→ What you have to do: Output only the stretch of the listing that starts at the line containing "let mut store = ConfigStore::new();" and ends at the line containing "assert_eq!(parsed.contents, contents);", reproduced exactly with both ends.

Input records START

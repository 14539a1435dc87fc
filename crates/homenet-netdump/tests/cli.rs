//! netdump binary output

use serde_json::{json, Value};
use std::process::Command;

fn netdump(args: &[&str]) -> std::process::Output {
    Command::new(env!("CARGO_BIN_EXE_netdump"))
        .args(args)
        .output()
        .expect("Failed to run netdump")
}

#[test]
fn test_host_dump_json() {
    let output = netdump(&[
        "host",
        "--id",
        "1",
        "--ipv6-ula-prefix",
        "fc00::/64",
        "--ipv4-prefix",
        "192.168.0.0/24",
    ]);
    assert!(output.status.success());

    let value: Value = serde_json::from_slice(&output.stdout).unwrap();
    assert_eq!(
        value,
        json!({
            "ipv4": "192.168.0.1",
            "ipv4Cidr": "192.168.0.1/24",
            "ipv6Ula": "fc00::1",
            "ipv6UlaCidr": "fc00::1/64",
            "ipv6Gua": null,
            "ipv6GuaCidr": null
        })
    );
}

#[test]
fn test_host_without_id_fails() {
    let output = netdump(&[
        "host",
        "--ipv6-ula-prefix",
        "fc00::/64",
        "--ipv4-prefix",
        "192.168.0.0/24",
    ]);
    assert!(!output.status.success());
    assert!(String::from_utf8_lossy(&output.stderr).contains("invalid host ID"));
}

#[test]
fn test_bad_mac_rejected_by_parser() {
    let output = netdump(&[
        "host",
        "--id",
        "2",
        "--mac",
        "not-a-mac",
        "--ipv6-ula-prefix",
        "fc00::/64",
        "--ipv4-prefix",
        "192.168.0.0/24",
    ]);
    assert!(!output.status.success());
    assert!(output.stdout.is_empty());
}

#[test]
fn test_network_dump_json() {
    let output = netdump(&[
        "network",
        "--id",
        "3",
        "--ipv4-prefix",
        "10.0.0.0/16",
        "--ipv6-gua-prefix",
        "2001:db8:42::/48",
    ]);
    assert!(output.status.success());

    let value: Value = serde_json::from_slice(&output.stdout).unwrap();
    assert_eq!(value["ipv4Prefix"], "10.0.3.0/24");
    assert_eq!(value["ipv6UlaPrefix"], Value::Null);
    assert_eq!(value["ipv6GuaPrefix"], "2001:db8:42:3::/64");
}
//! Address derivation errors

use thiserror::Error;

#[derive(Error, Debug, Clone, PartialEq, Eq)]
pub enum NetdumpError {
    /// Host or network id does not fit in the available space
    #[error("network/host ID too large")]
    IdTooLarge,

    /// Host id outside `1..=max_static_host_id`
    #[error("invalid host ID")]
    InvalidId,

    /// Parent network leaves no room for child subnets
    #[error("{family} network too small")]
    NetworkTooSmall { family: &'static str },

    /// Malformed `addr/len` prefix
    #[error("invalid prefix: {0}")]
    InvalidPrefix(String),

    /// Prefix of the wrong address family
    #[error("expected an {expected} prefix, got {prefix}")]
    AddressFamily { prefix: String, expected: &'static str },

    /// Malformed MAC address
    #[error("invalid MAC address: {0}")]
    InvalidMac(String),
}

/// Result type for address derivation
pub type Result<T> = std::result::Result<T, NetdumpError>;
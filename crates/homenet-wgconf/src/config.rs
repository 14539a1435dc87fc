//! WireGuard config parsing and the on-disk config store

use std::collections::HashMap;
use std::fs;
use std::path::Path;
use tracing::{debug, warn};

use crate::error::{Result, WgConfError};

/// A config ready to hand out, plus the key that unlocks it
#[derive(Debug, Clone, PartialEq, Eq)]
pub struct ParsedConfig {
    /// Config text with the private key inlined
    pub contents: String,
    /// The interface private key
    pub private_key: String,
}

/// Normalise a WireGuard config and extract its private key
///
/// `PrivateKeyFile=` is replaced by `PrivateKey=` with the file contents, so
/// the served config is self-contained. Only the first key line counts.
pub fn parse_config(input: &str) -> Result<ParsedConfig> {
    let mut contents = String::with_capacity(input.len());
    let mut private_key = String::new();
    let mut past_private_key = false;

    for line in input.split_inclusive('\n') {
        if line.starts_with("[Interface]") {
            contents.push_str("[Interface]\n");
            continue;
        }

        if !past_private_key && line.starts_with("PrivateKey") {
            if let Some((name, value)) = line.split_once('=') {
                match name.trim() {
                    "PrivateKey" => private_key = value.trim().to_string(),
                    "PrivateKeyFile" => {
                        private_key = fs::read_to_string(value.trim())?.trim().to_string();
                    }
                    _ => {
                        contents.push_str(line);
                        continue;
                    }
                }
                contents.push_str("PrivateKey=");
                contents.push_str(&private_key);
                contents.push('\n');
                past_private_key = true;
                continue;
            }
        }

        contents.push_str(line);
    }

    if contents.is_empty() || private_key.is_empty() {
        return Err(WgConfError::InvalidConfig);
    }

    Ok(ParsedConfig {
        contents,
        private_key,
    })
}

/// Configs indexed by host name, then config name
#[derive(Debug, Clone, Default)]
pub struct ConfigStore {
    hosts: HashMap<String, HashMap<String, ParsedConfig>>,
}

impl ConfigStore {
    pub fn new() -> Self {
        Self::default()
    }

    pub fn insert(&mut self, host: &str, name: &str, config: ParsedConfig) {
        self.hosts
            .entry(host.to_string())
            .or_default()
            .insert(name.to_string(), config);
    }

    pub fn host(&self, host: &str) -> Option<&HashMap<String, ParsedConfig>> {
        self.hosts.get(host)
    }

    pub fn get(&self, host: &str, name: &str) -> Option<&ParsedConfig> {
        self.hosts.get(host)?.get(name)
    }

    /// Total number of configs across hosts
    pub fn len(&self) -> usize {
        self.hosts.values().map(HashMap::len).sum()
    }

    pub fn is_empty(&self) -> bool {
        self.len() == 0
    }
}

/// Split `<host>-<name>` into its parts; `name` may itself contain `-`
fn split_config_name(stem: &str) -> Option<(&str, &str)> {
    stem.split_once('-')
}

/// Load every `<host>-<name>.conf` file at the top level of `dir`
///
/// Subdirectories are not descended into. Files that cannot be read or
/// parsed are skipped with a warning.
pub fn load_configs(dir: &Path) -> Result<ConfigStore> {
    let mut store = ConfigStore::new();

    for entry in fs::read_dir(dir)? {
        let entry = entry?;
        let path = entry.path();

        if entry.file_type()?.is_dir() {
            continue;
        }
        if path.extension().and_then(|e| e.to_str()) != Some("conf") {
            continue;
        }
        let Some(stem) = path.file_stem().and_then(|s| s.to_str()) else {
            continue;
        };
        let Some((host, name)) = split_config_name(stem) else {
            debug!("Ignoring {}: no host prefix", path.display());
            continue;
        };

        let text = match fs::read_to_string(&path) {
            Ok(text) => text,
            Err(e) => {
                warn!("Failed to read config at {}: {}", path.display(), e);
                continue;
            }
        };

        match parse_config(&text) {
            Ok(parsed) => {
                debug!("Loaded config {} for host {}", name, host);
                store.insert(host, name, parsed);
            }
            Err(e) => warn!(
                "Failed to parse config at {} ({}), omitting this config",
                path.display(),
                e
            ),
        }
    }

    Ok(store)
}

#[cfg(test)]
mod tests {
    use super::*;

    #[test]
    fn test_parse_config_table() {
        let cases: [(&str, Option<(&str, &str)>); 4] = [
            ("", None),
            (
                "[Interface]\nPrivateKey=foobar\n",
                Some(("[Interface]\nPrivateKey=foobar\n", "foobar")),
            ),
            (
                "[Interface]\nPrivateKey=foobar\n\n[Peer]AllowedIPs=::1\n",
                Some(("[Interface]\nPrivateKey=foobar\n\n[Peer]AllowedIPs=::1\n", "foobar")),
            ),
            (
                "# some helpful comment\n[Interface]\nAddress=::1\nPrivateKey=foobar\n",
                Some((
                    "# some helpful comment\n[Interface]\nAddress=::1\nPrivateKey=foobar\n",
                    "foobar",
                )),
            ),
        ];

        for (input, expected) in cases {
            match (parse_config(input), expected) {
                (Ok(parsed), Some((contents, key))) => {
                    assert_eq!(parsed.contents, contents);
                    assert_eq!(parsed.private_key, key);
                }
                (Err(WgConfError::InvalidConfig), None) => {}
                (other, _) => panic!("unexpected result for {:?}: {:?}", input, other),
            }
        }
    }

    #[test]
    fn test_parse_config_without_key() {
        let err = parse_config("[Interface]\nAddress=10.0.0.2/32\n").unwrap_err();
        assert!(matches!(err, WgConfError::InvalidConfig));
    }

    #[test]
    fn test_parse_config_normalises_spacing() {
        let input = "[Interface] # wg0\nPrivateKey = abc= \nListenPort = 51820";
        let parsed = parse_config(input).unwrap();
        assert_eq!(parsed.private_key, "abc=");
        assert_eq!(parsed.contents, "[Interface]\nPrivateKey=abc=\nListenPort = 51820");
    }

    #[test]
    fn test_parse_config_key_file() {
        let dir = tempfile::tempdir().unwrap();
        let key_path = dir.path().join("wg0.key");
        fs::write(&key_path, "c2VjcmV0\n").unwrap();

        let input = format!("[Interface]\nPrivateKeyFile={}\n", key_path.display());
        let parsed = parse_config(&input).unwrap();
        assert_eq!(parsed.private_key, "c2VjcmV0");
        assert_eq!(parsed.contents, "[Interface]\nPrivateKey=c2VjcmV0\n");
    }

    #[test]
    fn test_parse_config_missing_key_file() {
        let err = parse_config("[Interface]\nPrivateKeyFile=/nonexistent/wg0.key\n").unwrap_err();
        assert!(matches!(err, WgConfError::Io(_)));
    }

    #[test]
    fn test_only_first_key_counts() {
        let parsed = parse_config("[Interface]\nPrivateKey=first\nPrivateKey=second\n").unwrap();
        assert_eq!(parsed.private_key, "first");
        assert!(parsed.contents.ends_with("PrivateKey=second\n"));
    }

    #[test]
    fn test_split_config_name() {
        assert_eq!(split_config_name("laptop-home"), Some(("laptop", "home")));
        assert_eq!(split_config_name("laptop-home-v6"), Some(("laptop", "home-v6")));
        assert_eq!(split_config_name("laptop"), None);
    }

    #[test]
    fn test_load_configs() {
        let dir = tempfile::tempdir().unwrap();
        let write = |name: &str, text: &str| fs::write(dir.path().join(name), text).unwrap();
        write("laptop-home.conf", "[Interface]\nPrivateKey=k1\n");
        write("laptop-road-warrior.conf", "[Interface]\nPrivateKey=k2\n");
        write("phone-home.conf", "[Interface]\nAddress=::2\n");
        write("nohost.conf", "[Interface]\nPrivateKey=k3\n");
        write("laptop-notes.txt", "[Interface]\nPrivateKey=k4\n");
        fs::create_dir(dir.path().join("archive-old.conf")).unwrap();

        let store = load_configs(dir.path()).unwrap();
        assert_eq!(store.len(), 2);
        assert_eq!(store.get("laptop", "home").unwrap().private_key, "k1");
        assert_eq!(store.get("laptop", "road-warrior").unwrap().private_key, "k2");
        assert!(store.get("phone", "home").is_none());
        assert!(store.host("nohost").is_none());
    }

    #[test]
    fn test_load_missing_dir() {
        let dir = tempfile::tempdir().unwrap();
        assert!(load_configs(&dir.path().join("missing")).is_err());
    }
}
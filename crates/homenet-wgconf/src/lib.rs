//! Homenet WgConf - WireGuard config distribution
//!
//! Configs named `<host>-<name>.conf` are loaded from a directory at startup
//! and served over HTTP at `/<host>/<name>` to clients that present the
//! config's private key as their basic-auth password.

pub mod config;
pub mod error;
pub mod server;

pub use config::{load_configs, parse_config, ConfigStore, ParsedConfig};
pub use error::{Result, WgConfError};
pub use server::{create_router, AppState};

Input records END

→ Written response:
    let mut store = ConfigStore::new();

    for entry in fs::read_dir(dir)? {
        let entry = entry?;
        let path = entry.path();

        if entry.file_type()?.is_dir() {
            continue;
        }
        if path.extension().and_then(|e| e.to_str()) != Some("conf") {
            continue;
        }
        let Some(stem) = path.file_stem().and_then(|s| s.to_str()) else {
            continue;
        };
        let Some((host, name)) = split_config_name(stem) else {
            debug!("Ignoring {}: no host prefix", path.display());
            continue;
        };

        let text = match fs::read_to_string(&path) {
            Ok(text) => text,
            Err(e) => {
                warn!("Failed to read config at {}: {}", path.display(), e);
                continue;
            }
        };

        match parse_config(&text) {
            Ok(parsed) => {
                debug!("Loaded config {} for host {}", name, host);
                store.insert(host, name, parsed);
            }
            Err(e) => warn!(
                "Failed to parse config at {} ({}), omitting this config",
                path.display(),
                e
            ),
        }
    }

    Ok(store)
}

#[cfg(test)]
mod tests {
    use super::*;

    #[test]
    fn test_parse_config_table() {
        let cases: [(&str, Option<(&str, &str)>); 4] = [
            ("", None),
            (
                "[Interface]\nPrivateKey=foobar\n",
                Some(("[Interface]\nPrivateKey=foobar\n", "foobar")),
            ),
            (
                "[Interface]\nPrivateKey=foobar\n\n[Peer]AllowedIPs=::1\n",
                Some(("[Interface]\nPrivateKey=foobar\n\n[Peer]AllowedIPs=::1\n", "foobar")),
            ),
            (
                "# some helpful comment\n[Interface]\nAddress=::1\nPrivateKey=foobar\n",
                Some((
                    "# some helpful comment\n[Interface]\nAddress=::1\nPrivateKey=foobar\n",
                    "foobar",
                )),
            ),
        ];

        for (input, expected) in cases {
            match (parse_config(input), expected) {
                (Ok(parsed), Some((contents, key))) => {
                    assert_eq!(parsed.contents, contents);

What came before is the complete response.